THE AMINO-ACID-TRANSPORT SYSTEM Y(+)L INDUCED IN XENOPUS-LAEVIS OOCYTES BY HUMAN CHORIOCARCINOMA CELL (JAR) MESSENGER-RNA IS FUNCTIONALLY RELATED TO THE HEAVY-CHAIN OF THE 4F2 CELL-SURFACE ANTIGEN

Injection of mRNA isolated from human placental choriocarcinoma cells (JAR) into Xenopus laevis oocytes induced the transport of the neutral amino acid leucine as well as the transport of the cationic amino acid arginine. The induced transport of leucine was predominantly Na+-dependent, whereas that of arginine was Na+-independent.

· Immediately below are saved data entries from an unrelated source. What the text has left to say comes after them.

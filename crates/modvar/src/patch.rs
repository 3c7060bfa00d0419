//! mark computed positions as [Value::Pending]
//!
//! A computed key is a dotted path into already normalized values. Numeric
//! components index lists, everything else indexes maps.
//!
//! - `region` sets the variable `region` to pending unless it already has a value.
//! - `tags.owner` descends into `tags`. If `owner` is missing it is inserted as
//!   pending and the walk stops; remaining components are moot because the branch
//!   did not exist.
//! - `subnets.0` descends into the first element of `subnets` and leaves it as is.
use crate::value::{Value, VariableValues};
use indexmap::map::Entry;

pub fn set_pending_at_path(values: &mut VariableValues, path: &str) -> Result<(), PathError> {
    if path.is_empty() {
        return Err(PathError::Empty);
    }

    let components: Vec<&str> = path.split('.').collect();
    if components.iter().any(|c| c.is_empty()) {
        return Err(PathError::EmptyComponent {
            path: path.to_string(),
        });
    }

    let (first, rest) = components.split_first().ok_or(PathError::Empty)?;

    let mut current = match values.entry(first.to_string()) {
        Entry::Occupied(entry) => entry.into_mut(),
        Entry::Vacant(entry) => {
            tracing::trace!(%path, variable = %first, "variable missing, marking whole variable");
            entry.insert(Value::Pending);
            return Ok(());
        }
    };

    for component in rest {
        current = match current {
            Value::List(items) => {
                let index: usize = component.parse().map_err(|_| PathError::InvalidIndex {
                    component: component.to_string(),
                    path: path.to_string(),
                })?;
                let len = items.len();
                items.get_mut(index).ok_or_else(|| PathError::IndexOutOfRange {
                    index,
                    len,
                    path: path.to_string(),
                })?
            }
            Value::Map(map) => match map.entry(component.to_string()) {
                Entry::Occupied(entry) => entry.into_mut(),
                Entry::Vacant(entry) => {
                    tracing::trace!(%path, key = %component, "inserting pending value");
                    entry.insert(Value::Pending);
                    return Ok(());
                }
            },
            // everything below an unknown value is unknown already
            Value::Pending => return Ok(()),
            Value::String(_) => {
                return Err(PathError::NotAContainer {
                    component: component.to_string(),
                    path: path.to_string(),
                })
            }
        };
    }

    Ok(())
}

#[derive(thiserror::Error, Debug, Clone, PartialEq)]
pub enum PathError {
    #[error("no path components in computed key")]
    Empty,
    #[error("empty path component in computed key {path}")]
    EmptyComponent { path: String },
    #[error("cannot convert {component} to list index in path {path}")]
    InvalidIndex { component: String, path: String },
    #[error("index {index} out of range (length {len}) in path {path}")]
    IndexOutOfRange {
        index: usize,
        len: usize,
        path: String,
    },
    #[error("cannot look up {component} in a string value in path {path}")]
    NotAContainer { component: String, path: String },
}

#[cfg(test)]
mod test {
    use super::*;
    use indexmap::IndexMap;
    use pretty_assertions::assert_eq;

    fn values(entries: Vec<(&str, Value)>) -> VariableValues {
        entries
            .into_iter()
            .map(|(k, v)| (k.to_string(), v))
            .collect()
    }

    fn map(entries: Vec<(&str, Value)>) -> Value {
        Value::Map(values(entries))
    }

    #[test]
    fn top_level_missing_is_inserted() {
        let mut vals = VariableValues::new();
        set_pending_at_path(&mut vals, "region").unwrap();
        assert_eq!(vals, values(vec![("region", Value::Pending)]));
    }

    #[test]
    fn top_level_present_is_kept() {
        let mut vals = values(vec![("region", "us-east-1".into())]);
        set_pending_at_path(&mut vals, "region").unwrap();
        assert_eq!(vals, values(vec![("region", "us-east-1".into())]));
    }

    #[test]
    fn nested_map_key_is_inserted() {
        let mut vals = values(vec![("tags", map(vec![("a", map(vec![("b", "x".into())]))]))]);
        set_pending_at_path(&mut vals, "tags.a.c").unwrap();

        let expected = values(vec![(
            "tags",
            map(vec![("a", map(vec![("b", "x".into()), ("c", Value::Pending)]))]),
        )]);
        assert_eq!(vals, expected);
    }

    #[test]
    fn existing_list_index_is_navigated() {
        let mut vals = values(vec![("list", vec!["x", "y"].into())]);
        set_pending_at_path(&mut vals, "list.0").unwrap();
        assert_eq!(vals, values(vec![("list", vec!["x", "y"].into())]));
    }

    #[test]
    fn map_inside_list() {
        let rule = map(vec![("port", "80".into())]);
        let mut vals = values(vec![("rules", Value::List(vec![rule]))]);
        set_pending_at_path(&mut vals, "rules.0.cidr").unwrap();

        let rule = map(vec![("port", "80".into()), ("cidr", Value::Pending)]);
        let expected = values(vec![("rules", Value::List(vec![rule]))]);
        assert_eq!(vals, expected);
    }

    #[test]
    fn insertion_ends_the_walk() {
        let mut vals = values(vec![("tags", map(vec![]))]);
        set_pending_at_path(&mut vals, "tags.a.b.c").unwrap();
        assert_eq!(vals, values(vec![("tags", map(vec![("a", Value::Pending)]))]));
    }

    #[test]
    fn missing_variable_on_deep_path() {
        let mut vals = VariableValues::new();
        set_pending_at_path(&mut vals, "tags.owner").unwrap();
        assert_eq!(vals, values(vec![("tags", Value::Pending)]));
    }

    #[test]
    fn below_pending_is_a_no_op() {
        let mut vals = values(vec![("tags", Value::Pending)]);
        set_pending_at_path(&mut vals, "tags.owner").unwrap();
        assert_eq!(vals, values(vec![("tags", Value::Pending)]));
    }

    #[test]
    fn path_errors() {
        let mut vals = values(vec![
            ("list", vec!["x"].into()),
            ("name", "web".into()),
            ("tags", Value::Map(IndexMap::new())),
        ]);

        assert_eq!(set_pending_at_path(&mut vals, ""), Err(PathError::Empty));
        assert!(matches!(
            set_pending_at_path(&mut vals, "tags..a"),
            Err(PathError::EmptyComponent { .. })
        ));
        assert!(matches!(
            set_pending_at_path(&mut vals, "list.first"),
            Err(PathError::InvalidIndex { component, .. }) if component == "first"
        ));
        assert!(matches!(
            set_pending_at_path(&mut vals, "list.-1"),
            Err(PathError::InvalidIndex { .. })
        ));
        assert_eq!(
            set_pending_at_path(&mut vals, "list.3"),
            Err(PathError::IndexOutOfRange {
                index: 3,
                len: 1,
                path: "list.3".into()
            })
        );
        assert!(matches!(
            set_pending_at_path(&mut vals, "name.length"),
            Err(PathError::NotAContainer { .. })
        ));
    }

    #[test]
    fn order_of_disjoint_keys_does_not_matter() {
        let start = values(vec![("tags", map(vec![("a", map(vec![]))]))]);
        let keys = ["tags.a.x", "tags.b", "region"];

        let mut forward = start.clone();
        for key in keys {
            set_pending_at_path(&mut forward, key).unwrap();
        }

        let mut backward = start;
        for key in keys.iter().rev() {
            set_pending_at_path(&mut backward, key).unwrap();
        }

        // IndexMap equality ignores insertion order
        assert_eq!(forward, backward);
    }
}
use super::Visit;
use hcl::{
    template::{Directive, Element},
    Expression, Operation, Template, Traversal, TraversalOperator,
};

/// Recursively visit all [hcl::Traversal]s
pub trait VisitTraversals {
    fn visit_traversals(&self, visitor: &mut dyn Visit<Traversal>);
}

impl VisitTraversals for Expression {
    fn visit_traversals(&self, visitor: &mut dyn Visit<Traversal>) {
        match self {
            Expression::Variable(variable) => {
                // a standalone variable is a traversal with no operators...kind of
                let traversal = Traversal::new(
                    Expression::Variable(variable.clone()),
                    Vec::<TraversalOperator>::new(),
                );
                visitor.visit(&traversal);
            }
            Expression::Traversal(traversal) => {
                visitor.visit(traversal);
                // the root variable belongs to this traversal
                if !matches!(traversal.expr, Expression::Variable(_)) {
                    traversal.expr.visit_traversals(visitor);
                }
            }
            Expression::Array(array) => {
                for expr in array {
                    expr.visit_traversals(visitor);
                }
            }
            Expression::Object(object) => {
                for value in object.values() {
                    value.visit_traversals(visitor);
                }
            }
            Expression::TemplateExpr(template_expr) => {
                if let Ok(template) = Template::from_expr(template_expr) {
                    template.visit_traversals(visitor);
                }
            }
            Expression::FuncCall(func_call) => {
                for arg in &func_call.args {
                    arg.visit_traversals(visitor);
                }
            }
            Expression::Parenthesis(expr) => {
                expr.visit_traversals(visitor);
            }
            Expression::Conditional(cond) => {
                cond.cond_expr.visit_traversals(visitor);
                cond.true_expr.visit_traversals(visitor);
                cond.false_expr.visit_traversals(visitor);
            }
            Expression::Operation(operation) => match operation.as_ref() {
                Operation::Binary(binop) => {
                    binop.lhs_expr.visit_traversals(visitor);
                    binop.rhs_expr.visit_traversals(visitor);
                }
                Operation::Unary(unop) => {
                    unop.expr.visit_traversals(visitor);
                }
            },
            Expression::ForExpr(forexpr) => {
                forexpr.collection_expr.visit_traversals(visitor);
                forexpr
                    .key_expr
                    .iter()
                    .for_each(|e| e.visit_traversals(visitor));
                forexpr.value_expr.visit_traversals(visitor);
                forexpr
                    .cond_expr
                    .iter()
                    .for_each(|e| e.visit_traversals(visitor));
            }
            _ => {}
        }
    }
}

impl VisitTraversals for Template {
    fn visit_traversals(&self, visitor: &mut dyn Visit<Traversal>) {
        for element in self.elements() {
            match element {
                Element::Interpolation(interpolation) => {
                    interpolation.expr.visit_traversals(visitor);
                }
                Element::Directive(directive) => match directive {
                    Directive::If(ifdir) => {
                        ifdir.cond_expr.visit_traversals(visitor);
                        ifdir.true_template.visit_traversals(visitor);
                        ifdir
                            .false_template
                            .iter()
                            .for_each(|t| t.visit_traversals(visitor));
                    }
                    Directive::For(fordir) => {
                        fordir.collection_expr.visit_traversals(visitor);
                        fordir.template.visit_traversals(visitor);
                    }
                },
                Element::Literal(_) => {}
            }
        }
    }
}
#[cfg(test)]
mod tests {
    use super::*;
    use crate::decoder;
    use serde_json::json;

    #[test]
    fn test_bool() {
        assert_eq!(eval(&decoder::bool(), &json!(true)), Ok(Decoded::Bool(true)));
        assert_eq!(
            eval(&decoder::bool(), &json!(1)),
            Err(Problem::primitive("a Bool", &json!(1)))
        );
    }

    #[test]
    fn test_int_accepts_integral_numbers() {
        assert_eq!(eval(&decoder::int(), &json!(5)), Ok(Decoded::Int(5)));
        assert_eq!(eval(&decoder::int(), &json!(-5)), Ok(Decoded::Int(-5)));
        assert_eq!(eval(&decoder::int(), &json!(5.0)), Ok(Decoded::Int(5)));
        assert_eq!(
            eval(&decoder::int(), &json!(1e10)),
            Ok(Decoded::Int(10_000_000_000))
        );
    }

    #[test]
    fn test_int_rejects_fractional_and_non_numbers() {
        assert_eq!(
            eval(&decoder::int(), &json!(3.5)),
            Err(Problem::primitive("an Int", &json!(3.5)))
        );
        assert_eq!(
            eval(&decoder::int(), &json!("5")),
            Err(Problem::primitive("an Int", &json!("5")))
        );
    }

    #[test]
    fn test_float_accepts_any_number() {
        assert_eq!(eval(&decoder::float(), &json!(3.5)), Ok(Decoded::Float(3.5)));
        assert_eq!(eval(&decoder::float(), &json!(3)), Ok(Decoded::Float(3.0)));
        assert_eq!(
            eval(&decoder::float(), &json!(null)),
            Err(Problem::primitive("a Float", &json!(null)))
        );
    }

    #[test]
    fn test_string() {
        assert_eq!(
            eval(&decoder::string(), &json!("hi")),
            Ok(Decoded::String("hi".into()))
        );
        assert_eq!(
            eval(&decoder::string(), &json!(true)),
            Err(Problem::primitive("a String", &json!(true)))
        );
    }

    #[test]
    fn test_null_produces_default() {
        assert_eq!(eval(&decoder::null(0), &json!(null)), Ok(Decoded::Int(0)));
        assert_eq!(
            eval(&decoder::null(0), &json!(0)),
            Err(Problem::primitive("null", &json!(0)))
        );
    }

    #[test]
    fn test_value_passthrough() {
        let input = json!({"a": [1, null]});
        assert_eq!(
            eval(&decoder::value(), &input),
            Ok(Decoded::Json(input.clone()))
        );
    }

    #[test]
    fn test_list_preserves_input_order() {
        assert_eq!(
            eval(&decoder::list(decoder::int()), &json!([1, 2, 3])),
            Ok(Decoded::Array(vec![
                Decoded::Int(1),
                Decoded::Int(2),
                Decoded::Int(3),
            ]))
        );
    }

    #[test]
    fn test_list_reports_failing_element_position() {
        assert_eq!(
            eval(&decoder::list(decoder::int()), &json!([1, "two", 3])),
            Err(Problem::Index(
                1,
                Box::new(Problem::primitive("an Int", &json!("two")))
            ))
        );
    }

    #[test]
    fn test_list_and_array_labels_differ() {
        assert_eq!(
            eval(&decoder::list(decoder::int()), &json!(5)),
            Err(Problem::primitive("a List", &json!(5)))
        );
        assert_eq!(
            eval(&decoder::array(decoder::int()), &json!(5)),
            Err(Problem::primitive("an Array", &json!(5)))
        );
    }

    #[test]
    fn test_maybe_never_fails() {
        assert_eq!(
            eval(&decoder::maybe(decoder::int()), &json!(4)),
            Ok(Decoded::Maybe(Some(Box::new(Decoded::Int(4)))))
        );
        assert_eq!(
            eval(&decoder::maybe(decoder::int()), &json!("four")),
            Ok(Decoded::Maybe(None))
        );
    }

    #[test]
    fn test_field_decodes_and_wraps_nested_failure() {
        let d = decoder::field("a", decoder::int());
        assert_eq!(eval(&d, &json!({"a": 5})), Ok(Decoded::Int(5)));
        assert_eq!(
            eval(&d, &json!({"a": "5"})),
            Err(Problem::Field(
                "a".into(),
                Box::new(Problem::primitive("an Int", &json!("5")))
            ))
        );
    }

    #[test]
    fn test_field_shape_mismatch_is_not_wrapped() {
        let d = decoder::field("a", decoder::int());
        assert_eq!(
            eval(&d, &json!({"b": 5})),
            Err(Problem::primitive(
                "an object with a field named `a`",
                &json!({"b": 5})
            ))
        );
        assert_eq!(
            eval(&d, &json!([1, 2])),
            Err(Problem::primitive(
                "an object with a field named `a`",
                &json!([1, 2])
            ))
        );
        assert_eq!(
            eval(&d, &json!(null)),
            Err(Problem::primitive(
                "an object with a field named `a`",
                &json!(null)
            ))
        );
    }

    #[test]
    fn test_index_decodes_and_checks_length() {
        let d = decoder::index(2, decoder::string());
        assert_eq!(
            eval(&d, &json!(["x", "y", "z"])),
            Ok(Decoded::String("z".into()))
        );
        assert_eq!(
            eval(&d, &json!(["x", "y"])),
            Err(Problem::primitive(
                "a longer array. Need index 2 but there are only 2 entries",
                &json!(["x", "y"])
            ))
        );
        assert_eq!(
            eval(&d, &json!("xyz")),
            Err(Problem::primitive("an array", &json!("xyz")))
        );
    }

    #[test]
    fn test_index_wraps_nested_failure() {
        let d = decoder::index(1, decoder::int());
        assert_eq!(
            eval(&d, &json!([1, "two"])),
            Err(Problem::Index(
                1,
                Box::new(Problem::primitive("an Int", &json!("two")))
            ))
        );
    }

    #[test]
    fn test_key_value_pairs() {
        let d = decoder::key_value_pairs(decoder::int());
        assert_eq!(
            eval(&d, &json!({"a": 1, "b": 2})),
            Ok(Decoded::Entries(vec![
                ("a".into(), Decoded::Int(1)),
                ("b".into(), Decoded::Int(2)),
            ]))
        );
        assert_eq!(
            eval(&d, &json!([1, 2])),
            Err(Problem::primitive("an object", &json!([1, 2])))
        );
        assert_eq!(
            eval(&d, &json!(null)),
            Err(Problem::primitive("an object", &json!(null)))
        );
    }

    #[test]
    fn test_key_value_pairs_wraps_failing_key() {
        let d = decoder::key_value_pairs(decoder::int());
        assert_eq!(
            eval(&d, &json!({"a": 1, "b": "x"})),
            Err(Problem::Field(
                "b".into(),
                Box::new(Problem::primitive("an Int", &json!("x")))
            ))
        );
    }

    #[test]
    fn test_dict_collects_every_key() {
        let d = decoder::dict(decoder::bool());
        let decoded = eval(&d, &json!({"on": true, "off": false})).unwrap();
        let map = decoded.as_object().unwrap();
        assert_eq!(map.get("on"), Some(&Decoded::Bool(true)));
        assert_eq!(map.get("off"), Some(&Decoded::Bool(false)));
        assert_eq!(map.len(), 2);
    }

    #[test]
    fn test_one_of_first_success_wins() {
        let d = decoder::one_of(vec![decoder::int(), decoder::string()]);
        assert_eq!(eval(&d, &json!(3)), Ok(Decoded::Int(3)));
        assert_eq!(eval(&d, &json!("s")), Ok(Decoded::String("s".into())));
    }

    #[test]
    fn test_one_of_collects_every_branch_failure() {
        let d = decoder::one_of(vec![decoder::int(), decoder::string()]);
        assert_eq!(
            eval(&d, &json!(true)),
            Err(Problem::OneOf(vec![
                Problem::primitive("an Int", &json!(true)),
                Problem::primitive("a String", &json!(true)),
            ]))
        );
    }

    #[test]
    fn test_map_many_threads_values_in_order() {
        let d = decoder::map_many(
            Decoded::Array,
            vec![
                decoder::field("x", decoder::int()),
                decoder::field("y", decoder::int()),
            ],
        );
        assert_eq!(
            eval(&d, &json!({"x": 1, "y": 2})),
            Ok(Decoded::Array(vec![Decoded::Int(1), Decoded::Int(2)]))
        );
    }

    #[test]
    fn test_map_many_first_failure_passes_through_verbatim() {
        let d = decoder::map_many(
            Decoded::Array,
            vec![
                decoder::field("x", decoder::int()),
                decoder::field("y", decoder::int()),
            ],
        );
        assert_eq!(
            eval(&d, &json!({"x": 1})),
            Err(Problem::primitive(
                "an object with a field named `y`",
                &json!({"x": 1})
            ))
        );
    }

    #[test]
    fn test_and_then_picks_decoder_from_value() {
        let d = decoder::and_then(decoder::field("version", decoder::int()), |v| {
            match v.as_i64() {
                Some(1) => decoder::field("name", decoder::string()),
                Some(2) => decoder::field("fullName", decoder::string()),
                _ => decoder::fail("unknown version"),
            }
        });
        assert_eq!(
            eval(&d, &json!({"version": 2, "fullName": "Ada Lovelace"})),
            Ok(Decoded::String("Ada Lovelace".into()))
        );
        assert_eq!(
            eval(&d, &json!({"version": 9})),
            Err(Problem::Fail("unknown version".into()))
        );
    }

    #[test]
    fn test_and_then_skips_continuation_on_failure() {
        let d = decoder::and_then(decoder::int(), |_| decoder::fail("should not run"));
        assert_eq!(
            eval(&d, &json!("nope")),
            Err(Problem::primitive("an Int", &json!("nope")))
        );
    }

    #[test]
    fn test_succeed_and_fail_ignore_input() {
        assert_eq!(eval(&decoder::succeed(7), &json!("x")), Ok(Decoded::Int(7)));
        assert_eq!(
            eval(&decoder::fail("boom"), &json!("x")),
            Err(Problem::Fail("boom".into()))
        );
    }

    #[test]
    fn test_evaluation_is_idempotent() {
        let d = decoder::field("a", decoder::list(decoder::int()));
        let input = json!({"a": [1, 2]});
        assert_eq!(eval(&d, &input), eval(&d, &input));
    }
}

The ratio of transport activity for these amino acids in mRNA-injected oocytes versus water-injected oocytes was much greater if the transport activity was measured at pH 5.5 instead of at pH 7.5. Leucine transport in mRNA-injected oocytes was inhibited to a marked extent by arginine and lysine, The bicyclic amino acid BCH and the N-methyl amino acid MeAlB had no effect, Arginine transport in mRNA-injected oocytes was insensitive to N-ethylmaleimide and inhibited markedly by micromolar concentrations of leucine in the presence of Na+. The inhibitory potency of leucine was reduced severalfold in the absence of Na+. These results indicated that the arginine transport activity induced in Xenopus oocytes by JAR cell mRNA was due to an amino acid transport system which is identical with or highly similar to y(+)L and that this system was responsible for a major portion of leucine transport activity measured in these oocytes. Northern blot analysis showed that normal placenta and JAR cells do not possess detectable levels of mRNA transcripts for D2. a protein closely related to the function of another transport system, namely b(0+), which is also involved in the cellular uptake of neutral and cationic amino acids. On the other hand, the mRNA transcripts for the heavy chain of the 4F2 cell surface antigen are expressed at high levels in placenta and JAR cells. This protein is also known to induce the transport of neutral as well as cationic amino acids in Xenopus oocytes. Hybrid depletion of JAR cell mRNA using an antisense oligomer specific for the mRNA of this protein completely abolished the induction of the y(+)L-like activity in oocytes. It is concluded that the 4F2 cell surface antigen is responsible far or is a component/inducer of an amino acid transport system which is most likely identical with system y(+)L.